A Lei Áurea não considerou o que sucederia ao dia 13 de maio de 1888. Os negros foram libertos dos cativeiros e aprisionados na total ausência de políticas voltadas para o acesso à moradia, alimentação, saúde e educação. Em 2020, após 132 anos da abolição da escravatura, a realidade da população negra no país permanece muito próxima daquela de 1888. Que liberdade é essa que estima que 75% dos brasileiros que vivem em situação de extrema pobreza são pessoas negras? Que mais de 60% dos desempregados são pessoas negras? Que mais de 65% da população carcerária são negros? Que 4 em cada 19 jovens negros não conseguem concluir o Ensino Médio? Que 75% das pessoas mortas durante intervenções policiais são negras?
Nesse 13 de maio de 2020, em pleno cenário de pandemia em decorrência do Covid-19, tais reflexões tornam-se mais do que importantes, elas são urgentes. Por todo o percurso histórico, são as populações negras, periféricas, quilombolas que se mostram mais afetada pelo Coronavírus. No contexto pré-pandemia já era essa população que mais padecia sem o acesso aos direitos sociais básicos e não será diferente agora. É preciso redobrar todos os esforços para proteger nossa história, nossa ancestralidade e nosso povo. E reafirmar a nossa resistência e aliança enquanto povo negro.

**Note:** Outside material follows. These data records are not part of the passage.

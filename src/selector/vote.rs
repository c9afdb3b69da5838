//! Majority voting over short sample windows
//!
//! A single edge is not trusted. Before a channel is accepted its line (or
//! every line, when the triggering line has already dropped) is sampled a
//! fixed number of times and the asserted samples are counted.

use std::thread;
use std::time::Duration;

use crate::error::InputError;
use crate::input::InputLines;
use crate::selector::{ChannelId, ChannelTable};

/// Voting parameters
#[derive(Debug, Clone, Copy, PartialEq, Eq)]
pub struct VoteConfig {
    /// Samples taken per line
    pub samples: usize,
    /// Asserted samples needed to confirm a channel
    pub threshold: usize,
    /// Pause after each sampling pass
    pub interval: Duration,
}

impl Default for VoteConfig {
    fn default() -> Self {
        Self {
            samples: crate::constants::DEFAULT_SAMPLE_COUNT,
            threshold: crate::constants::DEFAULT_CONFIRM_THRESHOLD,
            interval: Duration::from_millis(crate::constants::DEFAULT_SAMPLE_INTERVAL_MS),
        }
    }
}

/// Ordered `(channel, level)` observations from one evaluation
#[derive(Debug, Clone, Default, PartialEq, Eq)]
pub struct SampleWindow {
    observations: Vec<(ChannelId, bool)>,
}

impl SampleWindow {
    pub fn new() -> Self {
        Self::default()
    }

    pub fn push(&mut self, channel: ChannelId, asserted: bool) {
        self.observations.push((channel, asserted));
    }

    /// Sample one line `config.samples` times
    pub fn collect_single(
        lines: &dyn InputLines,
        table: &ChannelTable,
        channel: ChannelId,
        config: &VoteConfig,
    ) -> Result<Self, InputError> {
        let pin = table
            .get(channel)
            .map(|c| c.pin)
            .ok_or_else(|| InputError::EdgeSource(format!("unknown channel {}", channel)))?;

        let mut window = Self::new();
        for _ in 0..config.samples {
            window.push(channel, lines.read(pin)?);
            thread::sleep(config.interval);
        }
        Ok(window)
    }

    /// Sample every line `config.samples` times, one pass over all lines
    /// per interval
    pub fn collect_all(
        lines: &dyn InputLines,
        table: &ChannelTable,
        config: &VoteConfig,
    ) -> Result<Self, InputError> {
        let mut window = Self::new();
        for _ in 0..config.samples {
            for channel in table.iter() {
                window.push(channel.id, lines.read(channel.pin)?);
            }
            thread::sleep(config.interval);
        }
        Ok(window)
    }

    /// Asserted samples for one channel
    pub fn asserted(&self, channel: ChannelId) -> usize {
        self.observations
            .iter()
            .filter(|(c, level)| *c == channel && *level)
            .count()
    }

    /// Asserted samples per channel index
    pub fn tally(&self, channels: usize) -> Vec<usize> {
        let mut counts = vec![0; channels];
        for (channel, level) in &self.observations {
            if *level {
                if let Some(count) = counts.get_mut(channel.index()) {
                    *count += 1;
                }
            }
        }
        counts
    }

    pub fn len(&self) -> usize {
        self.observations.len()
    }

    pub fn is_empty(&self) -> bool {
        self.observations.is_empty()
    }
}

/// Confirm a single line from its own samples
pub fn confirm_single(window: &SampleWindow, channel: ChannelId, threshold: usize) -> bool {
    window.asserted(channel) >= threshold
}

/// Pick the channel with the most asserted samples.
///
/// Ties go to the channel registered first. Returns `None` when the best
/// count is below `threshold`.
pub fn elect(window: &SampleWindow, table: &ChannelTable, threshold: usize) -> Option<ChannelId> {
    let counts = window.tally(table.len());
    let mut best: Option<(ChannelId, usize)> = None;
    for channel in table.iter() {
        let count = counts[channel.id.index()];
        if best.map_or(true, |(_, top)| count > top) {
            best = Some((channel.id, count));
        }
    }

    tracing::debug!("Vote tally: {:?}", counts);

    match best {
        Some((channel, count)) if count >= threshold => Some(channel),
        _ => None,
    }
}

#[cfg(test)]
mod tests {
    use super::*;
    use crate::config::ChannelConfig;
    use crate::input::SimulatedLines;
    use proptest::prelude::*;

    fn table(n: usize) -> ChannelTable {
        let configs: Vec<ChannelConfig> = (0..n)
            .map(|i| ChannelConfig::new(&format!("C{}", i), i as u32 + 1, &format!("S{}", i), "http://x"))
            .collect();
        ChannelTable::from_config(&configs).unwrap()
    }

    fn id(table: &ChannelTable, i: usize) -> ChannelId {
        table.iter().nth(i).unwrap().id
    }

    fn fast() -> VoteConfig {
        VoteConfig {
            interval: Duration::ZERO,
            ..VoteConfig::default()
        }
    }

    #[test]
    fn test_single_line_majority() {
        let table = table(1);
        let c = id(&table, 0);
        let mut window = SampleWindow::new();
        for level in [true, true, false, true, false] {
            window.push(c, level);
        }
        assert!(confirm_single(&window, c, 3));
        assert!(!confirm_single(&window, c, 4));
    }

    #[test]
    fn test_elect_highest_count() {
        let table = table(3);
        let mut window = SampleWindow::new();
        for _ in 0..5 {
            window.push(id(&table, 0), false);
            window.push(id(&table, 1), true);
            window.push(id(&table, 2), false);
        }
        window.push(id(&table, 2), true);
        assert_eq!(elect(&window, &table, 3), Some(id(&table, 1)));
    }

    #[test]
    fn test_elect_tie_goes_to_first_registered() {
        let table = table(4);
        let mut window = SampleWindow::new();
        for _ in 0..4 {
            window.push(id(&table, 3), true);
            window.push(id(&table, 1), true);
        }
        assert_eq!(elect(&window, &table, 3), Some(id(&table, 1)));
    }

    #[test]
    fn test_elect_below_threshold() {
        let table = table(2);
        let mut window = SampleWindow::new();
        window.push(id(&table, 0), true);
        window.push(id(&table, 0), true);
        assert_eq!(elect(&window, &table, 3), None);
        assert_eq!(elect(&SampleWindow::new(), &table, 3), None);
    }

    #[test]
    fn test_collect_all_samples_every_line() {
        let table = table(3);
        let lines = SimulatedLines::new();
        lines.setup(&table.pins()).unwrap();
        lines.set_level(2, true);

        let window = SampleWindow::collect_all(&lines, &table, &fast()).unwrap();
        assert_eq!(window.len(), 15);
        assert_eq!(window.tally(3), vec![0, 5, 0]);
        assert_eq!(lines.reads(1), 5);
    }

    #[test]
    fn test_collect_single_propagates_read_errors() {
        let table = table(1);
        let lines = SimulatedLines::new();
        let result = SampleWindow::collect_single(&lines, &table, id(&table, 0), &fast());
        assert!(result.is_err());
    }

    proptest! {
        #[test]
        fn prop_single_confirms_only_with_threshold(levels in proptest::collection::vec(any::<bool>(), 5)) {
            let table = table(1);
            let c = id(&table, 0);
            let mut window = SampleWindow::new();
            for level in &levels {
                window.push(c, *level);
            }
            let asserted = levels.iter().filter(|l| **l).count();
            prop_assert_eq!(confirm_single(&window, c, 3), asserted >= 3);
        }

        #[test]
        fn prop_elected_channel_has_top_count(
            passes in proptest::collection::vec(proptest::collection::vec(any::<bool>(), 6), 5)
        ) {
            let table = table(6);
            let mut window = SampleWindow::new();
            for pass in &passes {
                for (i, level) in pass.iter().enumerate() {
                    window.push(id(&table, i), *level);
                }
            }
            let counts = window.tally(6);
            let top = counts.iter().copied().max().unwrap_or(0);

            match elect(&window, &table, 3) {
                Some(winner) => {
                    prop_assert!(top >= 3);
                    prop_assert_eq!(counts[winner.index()], top);
                    // first registered among the tied
                    let first = counts.iter().position(|c| *c == top).unwrap();
                    prop_assert_eq!(winner.index(), first);
                }
                None => prop_assert!(top < 3),
            }
        }
    }
}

*Angélica Alves é psicóloga, mestre em Direitos Humanos pela Universidade Federal de Pernambuco (UFPE) e compõe a equipe do Programa Direitos da Criança e do Adolescente, no Centro Dom Helder Camara de Estudos e Ação Social (Cendhec). Atua diretamente no projeto Fortalecimento do Sistema de Garantia de Direitos, que tem como público comunidades quilombolas no Sertão pernambucano.